Alumni: University of Florida

Last Updated on:

What’s the difference between all the artificial sweeteners in the grocery store? Is one better than the other? Do they really have zero sugar in them? Many people with diabetes wonder if their diet plans can include artificial sweeteners. The good news is that in a healthy, balanced diet there is room for foods that are made with artificial sweeteners, although it’s best to use these sweeteners in moderation so you can still get all the nutrients you need from other foods.

Artificial sweeteners are also known as non-nutritive sweeteners or sugar substitutes. Basically this means that they are not a significant source of nutrition or vitamins in your diet. Artificial sweeteners are used instead of sugar to lower or eliminate the amount of carbohydrates – and therefore calories – in food and drinks. For people with diabetes this opens up the door for a wider selection of items that can fit into a healthy meal plan.

Popular Artificial Sweeteners

Splenda, also known as sucralose, is a newcomer among artificial sweeteners. Its producers claim that it’s “made from sugar so it tastes like sugar,” meaning its sugar that’s been modified to be carbohydrate-free. It’s a lot sweeter than regular table sugar, though. Sucralose has undergone many scientific studies and been deemed safe for use in lots of different food items. You can find sucralose in snack foods, baked goods, ice cream, and even in pharmaceuticals.

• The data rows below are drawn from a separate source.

// Data models for the task store

use crate::error::{Constraint, ValidationErrors};
use crate::record::Record;
use chrono::NaiveDate;
use serde::de::{self, Deserializer, Visitor};
use serde::{Deserialize, Serialize};
use std::fmt;
use std::str::FromStr;

pub const TITLE_MAX_LEN: usize = 100;
pub const DETAILS_MAX_LEN: usize = 500;

/// A single task item
#[derive(Debug, Clone, Default, PartialEq, Eq, Serialize, Deserialize)]
#[serde(rename_all = "camelCase")]
pub struct TaskRecord {
    #[serde(default, deserialize_with = "null_as_default")]
    pub id: String,
    #[serde(default, deserialize_with = "null_as_default")]
    pub title: String,
    #[serde(default)]
    pub details: Option<String>,
    #[serde(default)]
    pub assigned_to: Option<String>,
    #[serde(default, deserialize_with = "null_as_default")]
    pub priority: String,
    #[serde(default, deserialize_with = "null_as_default")]
    pub status: TaskStatus,
    // Older files spell this field "dataStarted"
    #[serde(default, alias = "dataStarted", with = "calendar_date")]
    pub date_started: Option<NaiveDate>,
    #[serde(default, with = "calendar_date")]
    pub date_completed: Option<NaiveDate>,
}

impl TaskRecord {
    pub fn new(title: impl Into<String>) -> Self {
        Self {
            title: title.into(),
            ..Default::default()
        }
    }

    pub fn with_details(mut self, details: impl Into<String>) -> Self {
        self.details = Some(details.into());
        self
    }

    pub fn with_assigned_to(mut self, assignee: impl Into<String>) -> Self {
        self.assigned_to = Some(assignee.into());
        self
    }

    pub fn with_priority(mut self, priority: impl Into<String>) -> Self {
        self.priority = priority.into();
        self
    }

    pub fn with_status(mut self, status: TaskStatus) -> Self {
        self.status = status;
        self
    }
}

impl Record for TaskRecord {
    fn id(&self) -> &str {
        &self.id
    }

    fn set_id(&mut self, id: String) {
        self.id = id;
    }

    fn collection_name() -> &'static str {
        "tasks"
    }

    fn field_names() -> &'static [&'static str] {
        &[
            "id",
            "title",
            "details",
            "assignedTo",
            "priority",
            "status",
            "dateStarted",
            "dataStarted",
            "dateCompleted",
        ]
    }

    fn validate(&self) -> Result<(), ValidationErrors> {
        let mut errors = ValidationErrors::new();

        if self.title.trim().is_empty() {
            errors.push("title", Constraint::Required);
        } else if self.title.chars().count() > TITLE_MAX_LEN {
            errors.push("title", Constraint::MaxLength(TITLE_MAX_LEN));
        }

        if let Some(details) = &self.details
            && details.chars().count() > DETAILS_MAX_LEN
        {
            errors.push("details", Constraint::MaxLength(DETAILS_MAX_LEN));
        }

        errors.into_result()
    }
}

/// Workflow state of a task
#[derive(Debug, Clone, Copy, Default, PartialEq, Eq, Hash, Serialize)]
pub enum TaskStatus {
    #[default]
    Todo,
    InProgress,
    Blocked,
    Completed,
    Cancelled,
}

impl TaskStatus {
    /// Variants in their legacy numeric order
    pub const ALL: [TaskStatus; 5] = [
        TaskStatus::Todo,
        TaskStatus::InProgress,
        TaskStatus::Blocked,
        TaskStatus::Completed,
        TaskStatus::Cancelled,
    ];

    pub fn as_str(self) -> &'static str {
        match self {
            TaskStatus::Todo => "Todo",
            TaskStatus::InProgress => "InProgress",
            TaskStatus::Blocked => "Blocked",
            TaskStatus::Completed => "Completed",
            TaskStatus::Cancelled => "Cancelled",
        }
    }

    pub fn from_index(index: u64) -> Option<Self> {
        usize::try_from(index).ok().and_then(|i| Self::ALL.get(i).copied())
    }
}

impl fmt::Display for TaskStatus {
    fn fmt(&self, f: &mut fmt::Formatter<'_>) -> fmt::Result {
        f.pad(self.as_str())
    }
}

impl FromStr for TaskStatus {
    type Err = String;

    /// Case-insensitive; separators are ignored so "in-progress" works too
    fn from_str(s: &str) -> Result<Self, Self::Err> {
        let folded: String = s
            .chars()
            .filter(|c| !matches!(c, '-' | '_' | ' '))
            .flat_map(char::to_lowercase)
            .collect();

        Self::ALL
            .into_iter()
            .find(|status| status.as_str().to_lowercase() == folded)
            .ok_or_else(|| {
                format!(
                    "unknown status '{}' (expected one of: Todo, InProgress, Blocked, Completed, Cancelled)",
                    s
                )
            })
    }
}

impl<'de> Deserialize<'de> for TaskStatus {
    fn deserialize<D: Deserializer<'de>>(deserializer: D) -> Result<Self, D::Error> {
        struct StatusVisitor;

        impl Visitor<'_> for StatusVisitor {
            type Value = TaskStatus;

            fn expecting(&self, f: &mut fmt::Formatter<'_>) -> fmt::Result {
                f.write_str("a task status name or its number 0-4")
            }

            fn visit_str<E: de::Error>(self, v: &str) -> Result<TaskStatus, E> {
                v.parse().map_err(E::custom)
            }

            fn visit_u64<E: de::Error>(self, v: u64) -> Result<TaskStatus, E> {
                TaskStatus::from_index(v).ok_or_else(|| E::custom(format!("status number out of range: {}", v)))
            }

            fn visit_i64<E: de::Error>(self, v: i64) -> Result<TaskStatus, E> {
                u64::try_from(v)
                    .map_err(|_| E::custom(format!("status number out of range: {}", v)))
                    .and_then(|v| self.visit_u64(v))
            }
        }

        deserializer.deserialize_any(StatusVisitor)
    }
}

/// Parse a calendar date, accepting a date-time and dropping its time part
pub fn parse_date(s: &str) -> Result<NaiveDate, chrono::ParseError> {
    let s = s.trim();
    let date_part = match s.find(['T', ' ']) {
        Some(idx) => &s[..idx],
        None => s,
    };
    NaiveDate::parse_from_str(date_part, calendar_date::FORMAT)
}

fn null_as_default<'de, D, T>(deserializer: D) -> Result<T, D::Error>
where
    D: Deserializer<'de>,
    T: Default + Deserialize<'de>,
{
    Ok(Option::<T>::deserialize(deserializer)?.unwrap_or_default())
}

/// Optional dates as `YYYY-MM-DD`
mod calendar_date {
    use chrono::NaiveDate;
    use serde::{Deserialize, Deserializer, Serializer, de};

    pub const FORMAT: &str = "%Y-%m-%d";

    pub fn serialize<S: Serializer>(date: &Option<NaiveDate>, serializer: S) -> Result<S::Ok, S::Error> {
        match date {
            Some(date) => serializer.serialize_str(&date.format(FORMAT).to_string()),
            None => serializer.serialize_none(),
        }
    }

    pub fn deserialize<'de, D: Deserializer<'de>>(deserializer: D) -> Result<Option<NaiveDate>, D::Error> {
        match Option::<String>::deserialize(deserializer)? {
            Some(raw) if !raw.trim().is_empty() => super::parse_date(&raw)
                .map(Some)
                .map_err(|e| de::Error::custom(format!("invalid date '{}': {}", raw, e))),
            _ => Ok(None),
        }
    }
}

#[cfg(test)]
mod tests {
    use super::*;

    fn date(y: i32, m: u32, d: u32) -> NaiveDate {
        NaiveDate::from_ymd_opt(y, m, d).unwrap()
    }

    #[test]
    fn test_status_serialization() {
        let json = serde_json::to_string(&TaskStatus::InProgress).unwrap();
        assert_eq!(json, "\"InProgress\"");

        let status: TaskStatus = serde_json::from_str("\"completed\"").unwrap();
        assert_eq!(status, TaskStatus::Completed);

        let status: TaskStatus = serde_json::from_str("2").unwrap();
        assert_eq!(status, TaskStatus::Blocked);

        assert!(serde_json::from_str::<TaskStatus>("5").is_err());
        assert!(serde_json::from_str::<TaskStatus>("-1").is_err());
        assert!(serde_json::from_str::<TaskStatus>("\"done\"").is_err());
    }

    #[test]
    fn test_status_from_str() {
        assert_eq!("in-progress".parse::<TaskStatus>().unwrap(), TaskStatus::InProgress);
        assert_eq!("IN_PROGRESS".parse::<TaskStatus>().unwrap(), TaskStatus::InProgress);
        assert_eq!("Cancelled".parse::<TaskStatus>().unwrap(), TaskStatus::Cancelled);
        assert!("finished".parse::<TaskStatus>().is_err());
    }

    #[test]
    fn test_task_serialization() {
        let mut task = TaskRecord::new("Write spec")
            .with_priority("high")
            .with_assigned_to("sam");
        task.id = "task-1".to_string();
        task.date_started = Some(date(2024, 3, 1));

        let value = serde_json::to_value(&task).unwrap();
        assert_eq!(value["title"], "Write spec");
        assert_eq!(value["assignedTo"], "sam");
        assert_eq!(value["status"], "Todo");
        assert_eq!(value["dateStarted"], "2024-03-01");
        assert!(value["dateCompleted"].is_null());
        assert!(value["details"].is_null());

        let back: TaskRecord = serde_json::from_value(value).unwrap();
        assert_eq!(back, task);
    }

    #[test]
    fn test_task_defaults_and_nulls() {
        let task: TaskRecord =
            serde_json::from_str(r#"{"title":"Only a title","priority":null,"status":null,"id":null}"#).unwrap();
        assert_eq!(task.title, "Only a title");
        assert_eq!(task.priority, "");
        assert_eq!(task.status, TaskStatus::Todo);
        assert!(task.id.is_empty());
        assert_eq!(task.date_started, None);
    }

    #[test]
    fn test_legacy_dates() {
        let task: TaskRecord = serde_json::from_str(
            r#"{"title":"Old","dataStarted":"2023-11-05T00:00:00","dateCompleted":"2023-11-07T13:45:10.123"}"#,
        )
        .unwrap();
        assert_eq!(task.date_started, Some(date(2023, 11, 5)));
        assert_eq!(task.date_completed, Some(date(2023, 11, 7)));

        assert!(serde_json::from_str::<TaskRecord>(r#"{"title":"Bad","dateStarted":"yesterday"}"#).is_err());
    }

    #[test]
    fn test_validation() {
        assert!(TaskRecord::new("ok").validate().is_ok());

        let err = TaskRecord::new("").validate().unwrap_err();
        assert_eq!(err.fields(), vec!["title"]);

        let err = TaskRecord::new("   ").validate().unwrap_err();
        assert_eq!(err.violations()[0].constraint, Constraint::Required);

        let err = TaskRecord::new("x".repeat(101))
            .with_details("y".repeat(501))
            .validate()
            .unwrap_err();
        assert_eq!(err.fields(), vec!["title", "details"]);

        // Limits count characters, not bytes
        assert!(TaskRecord::new("é".repeat(100)).with_details("ü".repeat(500)).validate().is_ok());
    }
}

Aspartame is the artificial sweetener found in the blue packet. It’s sold under the brand names Nutrasweet or Equal. Like Splenda, it is used in many food items, especially beverages and snack foods. Aspartame is very low in calories and has been approved by regulatory agencies for widespread use as an artificial sweetener.

Sweet’n Low, or saccharin, is the oldest artificial sweetener on the market. It is sold in pink packets. It is most commonly found among condiments in restaurants and coffee shops. The use of saccharin has been controversial. However, claims about its harmful health effects have been disputed and it is not considered to be a carcinogen (a cancer-causing substance).

Neotame is one of the newest artificial sweeteners available. It is similar in structure to aspartame and also made by the company Nutrasweet. It is much sweeter than table sugar and is used by food manufacturers to sweeten and enhance various food items. It is also carbohydrate-free.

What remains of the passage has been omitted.